La vida de la mona siguió y cada día era más fuerte, más masculina, menos niña. Hasta aquél día, aquél 21 de mayo. Una chica que había entrado nueva en su clase aquel año la invitó a su cumpleaños. No sabía por qué, pero la mona se sentía feliz. No es que fuera una fiesta espectacular, pero se sintió especial. Aquél día empezó una nueva etapa en la vida de la mona. Su nueva amiga le ayudó a mejorar su aspecto, le ayudó a parecer más simpática entre las demás, le ayudó a aprender a relacionarse. Su amistad creció, creció y creció, como un globo de agua. El problema de los globos de agua es que cuando se inflan demasiado acaban por romperse. La amistad de la mona con su nueva amiga se rompió, pero ella había aprendido mucho de aquello.
En esta nueva etapa de su vida descubrió que había cultivado una dependencia a su antigua amiga demasiado grande. Y aunque la mona se vista de seda, mona se queda. Volvió a relacionarse con los hombres de su entorno, pero sin hacer de mujer, solo de mona. Mona se volvió a su litera, siempre pensando en qué pasó para que su amistad se desquebrajara de aquella manera. Intentó de mil formas retomar su relación con su antigua amiga, siempre sin resultado. Era casi una obsesión. La gente de su entorno empezó a rumorear que estaba enamorada de su amiga. Ella sabía que eso no era así, pero que no había manera de explicarlo.

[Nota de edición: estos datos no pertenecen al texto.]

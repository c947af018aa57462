//! Penalties against a user's credit score.

use super::AppState;
use super::auth::CurrentUser;
use super::response::{ApiError, ApiJson, ApiQuery, created, ok, parse_id};
use arena_core::clock::parse_date;
use arena_core::{PenaltyDraft, PenaltyId, UserId};
use axum::Extension;
use axum::extract::{Path, State};
use axum::response::Response;
use serde::Deserialize;
use tracing::info;

#[derive(Debug, Deserialize)]
pub struct IntervalQuery {
    pub start: String,
    pub end: String,
}

/// POST /api/v1/penalties
pub async fn create(
    State(state): State<AppState>,
    Extension(caller): Extension<CurrentUser>,
    ApiJson(draft): ApiJson<PenaltyDraft>,
) -> Result<Response, ApiError> {
    caller.require_trainer_or_admin()?;
    let given_by = caller.id();
    let penalty = state
        .run(move |store| store.give_penalty(draft, given_by))
        .await?;
    info!(
        penalty = %penalty.id,
        user = %penalty.user_id,
        points = penalty.points,
        by = %given_by,
        "penalty given"
    );
    Ok(created(penalty))
}

/// DELETE /api/v1/penalties/{id}
///
/// Admins may revoke any penalty; trainers only their own.
pub async fn remove(
    State(state): State<AppState>,
    Extension(caller): Extension<CurrentUser>,
    Path(id): Path<String>,
) -> Result<Response, ApiError> {
    let id: PenaltyId = parse_id(&id, "penalty")?;
    caller.require_trainer_or_admin()?;
    let penalty = state.run(move |store| store.penalty(id)).await?;
    caller.require_self_or_admin(penalty.given_by_id)?;
    let penalty = state.run(move |store| store.revoke_penalty(id)).await?;
    info!(penalty = %id, user = %penalty.user_id, points = penalty.points, "penalty revoked");
    Ok(ok(penalty))
}

/// GET /api/v1/penalties/user/{id}
pub async fn for_user(
    State(state): State<AppState>,
    Extension(caller): Extension<CurrentUser>,
    Path(id): Path<String>,
) -> Result<Response, ApiError> {
    let user_id: UserId = parse_id(&id, "user")?;
    caller.require_self_or_admin(user_id)?;
    let penalties = state
        .run(move |store| store.penalties_for_user(user_id))
        .await?;
    Ok(ok(penalties))
}

/// GET /api/v1/penalties/given/{id}
pub async fn given_by(
    State(state): State<AppState>,
    Extension(caller): Extension<CurrentUser>,
    Path(id): Path<String>,
) -> Result<Response, ApiError> {
    let giver: UserId = parse_id(&id, "user")?;
    caller.require_trainer_or_admin()?;
    caller.require_self_or_admin(giver)?;
    let penalties = state
        .run(move |store| store.penalties_given_by(giver))
        .await?;
    Ok(ok(penalties))
}

/// GET /api/v1/penalties/interval?start=&end=
pub async fn interval(
    State(state): State<AppState>,
    Extension(caller): Extension<CurrentUser>,
    ApiQuery(query): ApiQuery<IntervalQuery>,
) -> Result<Response, ApiError> {
    caller.require_admin()?;
    let penalties = state
        .run(move |store| {
            let start = parse_date(&query.start)?;
            let end = parse_date(&query.end)?;
            store.penalties_between(start, end)
        })
        .await?;
    Ok(ok(penalties))
}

Con los años aparecieron dos nuevas amigas, por separado. Con la primera le pasó lo mismo que con su antigua amiga, y con la segunda igual. Pero descubrió algo. Mientras estaba con una de sus amigas, no recordaba para nada a su antigua amiga. El problema era cuando estaba sola.

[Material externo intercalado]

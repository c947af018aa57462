//! # Primitives Module
//!
//! Identifier newtypes, service-wide limits, and offset paging.

use serde::{Deserialize, Serialize};
use std::fmt;
use std::str::FromStr;
use uuid::Uuid;

// =============================================================================
// LIMITS
// =============================================================================

/// Credit score assigned to every new account.
pub const DEFAULT_CREDIT_SCORE: i32 = 100;

/// Largest deduction a single penalty may carry.
pub const MAX_PENALTY_POINTS: u32 = 100;

/// How many upcoming active bookings one user may hold.
pub const MAX_UPCOMING_BOOKINGS: usize = 3;

/// Longest booking, in whole hours.
pub const MAX_BOOKING_HOURS: u32 = 2;

/// How many future occurrences a new schedule generates right away.
pub const SCHEDULE_LOOKAHEAD: usize = 2;

/// Furthest ahead, in weeks, a session roll-forward may reach.
pub const MAX_GENERATE_WEEKS: usize = 52;

/// Longest window the slot grid endpoint will build.
pub const MAX_GRID_DAYS: u32 = 14;

/// Page sizes per listing.
pub mod page_size {
    pub const USERS: usize = 20;
    pub const BOOKINGS: usize = 20;
    pub const REVIEWS: usize = 10;
    pub const TRAINERS: usize = 10;
    pub const REGISTRATIONS: usize = 10;
}

// =============================================================================
// IDENTIFIERS
// =============================================================================

macro_rules! uuid_id {
    ($($(#[$meta:meta])* $name:ident),* $(,)?) => {
        $(
            $(#[$meta])*
            #[derive(Debug, Clone, Copy, PartialEq, Eq, Hash, PartialOrd, Ord, Serialize, Deserialize)]
            #[serde(transparent)]
            pub struct $name(pub Uuid);

            impl $name {
                /// Generate a fresh random id.
                #[must_use]
                pub fn new() -> Self {
                    Self(Uuid::new_v4())
                }

                /// Raw bytes, used as the storage key.
                #[must_use]
                pub fn as_bytes(&self) -> &[u8; 16] {
                    self.0.as_bytes()
                }
            }

            impl Default for $name {
                fn default() -> Self {
                    Self::new()
                }
            }

            impl fmt::Display for $name {
                fn fmt(&self, f: &mut fmt::Formatter<'_>) -> fmt::Result {
                    self.0.fmt(f)
                }
            }

            impl FromStr for $name {
                type Err = uuid::Error;

                fn from_str(s: &str) -> Result<Self, Self::Err> {
                    Uuid::parse_str(s).map(Self)
                }
            }
        )*
    };
}

uuid_id!(
    /// Identifies a user account.
    UserId,
    /// Identifies a facility.
    FacilityId,
    /// Identifies a booking.
    BookingId,
    /// Identifies a facility review.
    ReviewId,
    /// Identifies a weekly trainer schedule.
    ScheduleId,
    /// Identifies a training session.
    SessionId,
    /// Identifies a session registration.
    RegistrationId,
    /// Identifies a penalty.
    PenaltyId,
);

// =============================================================================
// PAGING
// =============================================================================

/// One page of an offset-paginated listing.
#[derive(Debug, Clone, PartialEq, Eq, Serialize)]
pub struct Page<T> {
    pub items: Vec<T>,
    pub offset: usize,
    pub total: usize,
}

impl<T> Page<T> {
    /// Cut a page out of an already ordered list.
    pub fn slice(all: Vec<T>, offset: usize, size: usize) -> Self {
        let total = all.len();
        let items = all.into_iter().skip(offset).take(size).collect();
        Self {
            items,
            offset,
            total,
        }
    }

    /// Transform every item, keeping the paging metadata.
    pub fn map<U>(self, f: impl FnMut(T) -> U) -> Page<U> {
        Page {
            items: self.items.into_iter().map(f).collect(),
            offset: self.offset,
            total: self.total,
        }
    }
}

Cuando conoció a su cuarta amiga, decidió que la cosa iba a cambiar. Decidió ir con calma, decidió ser menos dependiente, decidió ceder. La mona no se vistió más de seda, ella era la mona, y se iba a quedar como era, la aceptara quien la aceptara. Con su cuarta amiga la relación fue completamente diferente. Siempre la trató como a una igual, siempre la trató como una hermana.

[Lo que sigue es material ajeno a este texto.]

//! # HTTP API
//!
//! axum router exposing the Arena booking service under `/api/v1`.
//!
//! ## Endpoints
//!
//! | Area | Routes |
//! |------|--------|
//! | Accounts | `POST /users`, `POST /auth/login`, `/users/me`, `/users/all`, `/users/{id}`, `/users/{id}/bookings` |
//! | Facilities | `/facility`, `/facility/all`, `/facility/{id}`, `/facility/{id}/slots` |
//! | Reviews | `/facility/{id}/review`, `/facility/{id}/reviews`, `/facility/{id}/rating`, `/facility/review/{id}` |
//! | Bookings | `/bookings`, `/bookings/cancel/{id}`, `/bookings/facility/{id}` |
//! | Trainers | `/trainers`, `/trainers/{id}` |
//! | Schedules | `/schedules`, `/schedules/{id}`, `/schedules/trainer/{id}`, `/schedules/facility/{id}` |
//! | Sessions | `/sessions`, `/sessions/{id}`, `/sessions/cancel/{id}`, `/sessions/facility/{id}`, `/sessions/trainer/{id}` |
//! | Registrations | `/registrations`, `/registrations/cancel/{id}`, `/registrations/session/{id}`, `/registrations/user/{id}` |
//! | Penalties | `/penalties`, `/penalties/{id}`, `/penalties/user/{id}`, `/penalties/given/{id}`, `/penalties/interval` |
//!
//! `GET /health` sits outside the prefix and needs no token. Everything
//! except sign-up and login requires `Authorization: Bearer <token>`.

pub mod auth;
mod bookings;
mod facilities;
mod penalties;
mod registrations;
pub mod response;
mod reviews;
mod schedules;
mod sessions;
mod trainers;
mod users;

use crate::config::ServerConfig;
use arena_core::Store;
use auth::TokenSigner;
use axum::http::header::{ACCEPT, AUTHORIZATION, CONTENT_TYPE};
use axum::http::{HeaderValue, Method};
use axum::middleware::from_fn_with_state;
use axum::routing::{delete, get, post};
use axum::{Json, Router};
use governor::{DefaultKeyedRateLimiter, Quota, RateLimiter};
use response::ApiError;
use serde::Deserialize;
use serde_json::json;
use std::sync::Arc;
use std::time::Duration;
use tokio::net::TcpListener;
use tower_http::cors::{AllowOrigin, CorsLayer};
use tower_http::trace::TraceLayer;
use tracing::{info, warn};

/// Shared handler state.
#[derive(Clone)]
pub struct AppState {
    pub store: Arc<Store>,
    pub tokens: Arc<TokenSigner>,
    /// Login attempts per lower-cased email.
    pub login_limiter: Arc<DefaultKeyedRateLimiter<String>>,
}

impl AppState {
    pub fn new(store: Store, config: &ServerConfig) -> Self {
        Self {
            store: Arc::new(store),
            tokens: Arc::new(TokenSigner::new(
                config.token_secret.clone(),
                config.token_ttl,
            )),
            login_limiter: Arc::new(RateLimiter::keyed(Quota::per_minute(
                config.login_per_minute,
            ))),
        }
    }

    /// Run a store call on the blocking pool.
    pub async fn run<T, F>(&self, f: F) -> Result<T, ApiError>
    where
        F: FnOnce(&Store) -> arena_core::Result<T> + Send + 'static,
        T: Send + 'static,
    {
        let store = Arc::clone(&self.store);
        tokio::task::spawn_blocking(move || f(&store))
            .await
            .map_err(|e| ApiError::Internal(format!("store task failed: {e}")))?
            .map_err(ApiError::from)
    }
}

/// `?offset=` on paginated listings.
#[derive(Debug, Default, Deserialize)]
pub struct PageQuery {
    #[serde(default)]
    pub offset: usize,
}

/// `?date=` on per-day listings.
#[derive(Debug, Default, Deserialize)]
pub struct DateQuery {
    pub date: Option<String>,
}

/// Build the full application router.
pub fn create_router(state: AppState, cors_origins: &[String]) -> Router {
    let public = Router::new()
        .route("/users", post(users::register))
        .route("/auth/login", post(users::login));

    let protected = Router::new()
        // Accounts
        .route("/users/me", get(users::me))
        .route("/users/all", get(users::list))
        .route(
            "/users/{id}",
            get(users::get_one)
                .patch(users::update)
                .delete(users::deactivate),
        )
        .route("/users/{id}/bookings", get(bookings::for_user))
        // Facilities and reviews
        .route("/facility", post(facilities::create))
        .route("/facility/all", get(facilities::list))
        .route(
            "/facility/{id}",
            get(facilities::get_one)
                .patch(facilities::update)
                .delete(facilities::remove),
        )
        .route("/facility/{id}/slots", get(facilities::slots))
        .route("/facility/{id}/review", post(reviews::create))
        .route("/facility/{id}/reviews", get(reviews::list))
        .route("/facility/{id}/rating", get(reviews::rating))
        .route("/facility/review/{id}", delete(reviews::remove))
        // Bookings
        .route("/bookings", post(bookings::create).get(bookings::between))
        .route("/bookings/cancel/{id}", post(bookings::cancel))
        .route("/bookings/facility/{id}", get(bookings::for_facility))
        // Trainers
        .route("/trainers", post(trainers::promote).get(trainers::list))
        .route(
            "/trainers/{id}",
            get(trainers::get_one)
                .patch(trainers::update)
                .delete(trainers::demote),
        )
        // Schedules
        .route("/schedules", post(schedules::create))
        .route("/schedules/{id}", delete(schedules::remove))
        .route("/schedules/trainer/{id}", get(schedules::for_trainer))
        .route("/schedules/facility/{id}", get(schedules::for_facility))
        // Sessions
        .route("/sessions", post(sessions::create))
        .route("/sessions/{id}", delete(sessions::remove))
        .route("/sessions/cancel/{id}", post(sessions::cancel))
        .route("/sessions/facility/{id}", get(sessions::for_facility))
        .route("/sessions/trainer/{id}", get(sessions::for_trainer))
        // Registrations
        .route("/registrations", post(registrations::create))
        .route("/registrations/cancel/{id}", post(registrations::cancel))
        .route("/registrations/session/{id}", get(registrations::for_session))
        .route("/registrations/user/{id}", get(registrations::for_user))
        // Penalties
        .route("/penalties", post(penalties::create))
        .route("/penalties/interval", get(penalties::interval))
        .route("/penalties/{id}", delete(penalties::remove))
        .route("/penalties/user/{id}", get(penalties::for_user))
        .route("/penalties/given/{id}", get(penalties::given_by))
        .route_layer(from_fn_with_state(state.clone(), auth::require_auth));

    Router::new()
        .route("/health", get(health))
        .nest("/api/v1", public.merge(protected))
        .layer(TraceLayer::new_for_http())
        .layer(cors_layer(cors_origins))
        .with_state(state)
}

fn cors_layer(origins: &[String]) -> CorsLayer {
    let origins: Vec<HeaderValue> = origins
        .iter()
        .filter_map(|o| match HeaderValue::from_str(o) {
            Ok(value) => Some(value),
            Err(_) => {
                warn!(origin = %o, "ignoring unparsable CORS origin");
                None
            }
        })
        .collect();
    CorsLayer::new()
        .allow_origin(AllowOrigin::list(origins))
        .allow_methods([
            Method::GET,
            Method::POST,
            Method::PUT,
            Method::PATCH,
            Method::DELETE,
            Method::OPTIONS,
        ])
        .allow_headers([ACCEPT, AUTHORIZATION, CONTENT_TYPE])
        .allow_credentials(true)
        .max_age(Duration::from_secs(300))
}

async fn health() -> Json<serde_json::Value> {
    Json(json!({ "success": true, "data": { "status": "ok" } }))
}

/// Bind, serve, and wait for Ctrl-C or SIGTERM.
pub async fn serve(store: Store, config: ServerConfig) -> std::io::Result<()> {
    let state = AppState::new(store, &config);
    let app = create_router(state, &config.cors_origins);

    let listener = TcpListener::bind(config.bind).await?;
    info!(addr = %listener.local_addr()?, db = %config.db.display(), "Arena listening");

    axum::serve(listener, app)
        .with_graceful_shutdown(shutdown_signal())
        .await?;

    info!("server stopped");
    Ok(())
}

async fn shutdown_signal() {
    let ctrl_c = async {
        if let Err(e) = tokio::signal::ctrl_c().await {
            warn!(error = %e, "cannot listen for Ctrl-C");
            std::future::pending::<()>().await;
        }
        info!("received Ctrl-C, shutting down");
    };

    #[cfg(unix)]
    let terminate = async {
        use tokio::signal::unix::{SignalKind, signal};
        match signal(SignalKind::terminate()) {
            Ok(mut sig) => {
                sig.recv().await;
                info!("received SIGTERM, shutting down");
            }
            Err(e) => {
                warn!(error = %e, "cannot listen for SIGTERM");
                std::future::pending::<()>().await;
            }
        }
    };

    #[cfg(not(unix))]
    let terminate = std::future::pending::<()>();

    tokio::select! {
        () = ctrl_c => {},
        () = terminate => {},
    }
}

Fue una noche de verano cuando descubrió todo. Había crecido sin madre y rodeada de hombres, y ese era el problema. No es que estuviera obsesionada con su antigua amiga como solían recordarle las personas de su entorno, es que necesitaba de un referente femenino en su vida. Su madre la había abandonado, no tenía hermanas, todo a su alrededor eran hombres. Necesitaba de aquello, de una mujer que le aconsejara, que le ayudara, que hablara con ella de sus sueños. Un día contó a su cuarta amiga todo lo que había descubierto, por así decirlo.
- ¿Cómo es eso, lo de tener hermanas?- Le preguntó, puesto que su amiga tenía una hermana más pequeña, con la que hacía todo.
- No sé, siempre he tenido a mi hermana.
- A veces me gustaría haber tenido una hermana. Cotilleos por las noches, pintarnos las uñas la una a la otra, guardar secretos, soñar juntas, celebrar los éxitos de la otra... Mis hermanos solo se ríen entre ellos y comparten sus secretos con mi padre. A veces me siento muy fuera de lugar en casa.
- Yo con mi hermana me peleo mucho, Mona. A veces no es tan bonito como crees.
- Lo imagino, pero al menos sabes que tienes alguien con quien pelear. Ojalá tuviera una hermana.
- Ya la tienes, Mona.
Con el tiempo, Mona y su amiga se distanciaron, pero la vida de la pequeña niña había cambiado para siempre. Era Mona, vestida de seda o no, con amigas o sin ellas, con madre o sin ella. Y siempre que lo necesitaba, sabía que llamando a un número de teléfono, su cuarta amiga estaría esperando a que le contara qué pasaba, qué sentía, esperando a que llorara con ella, que riera con ella.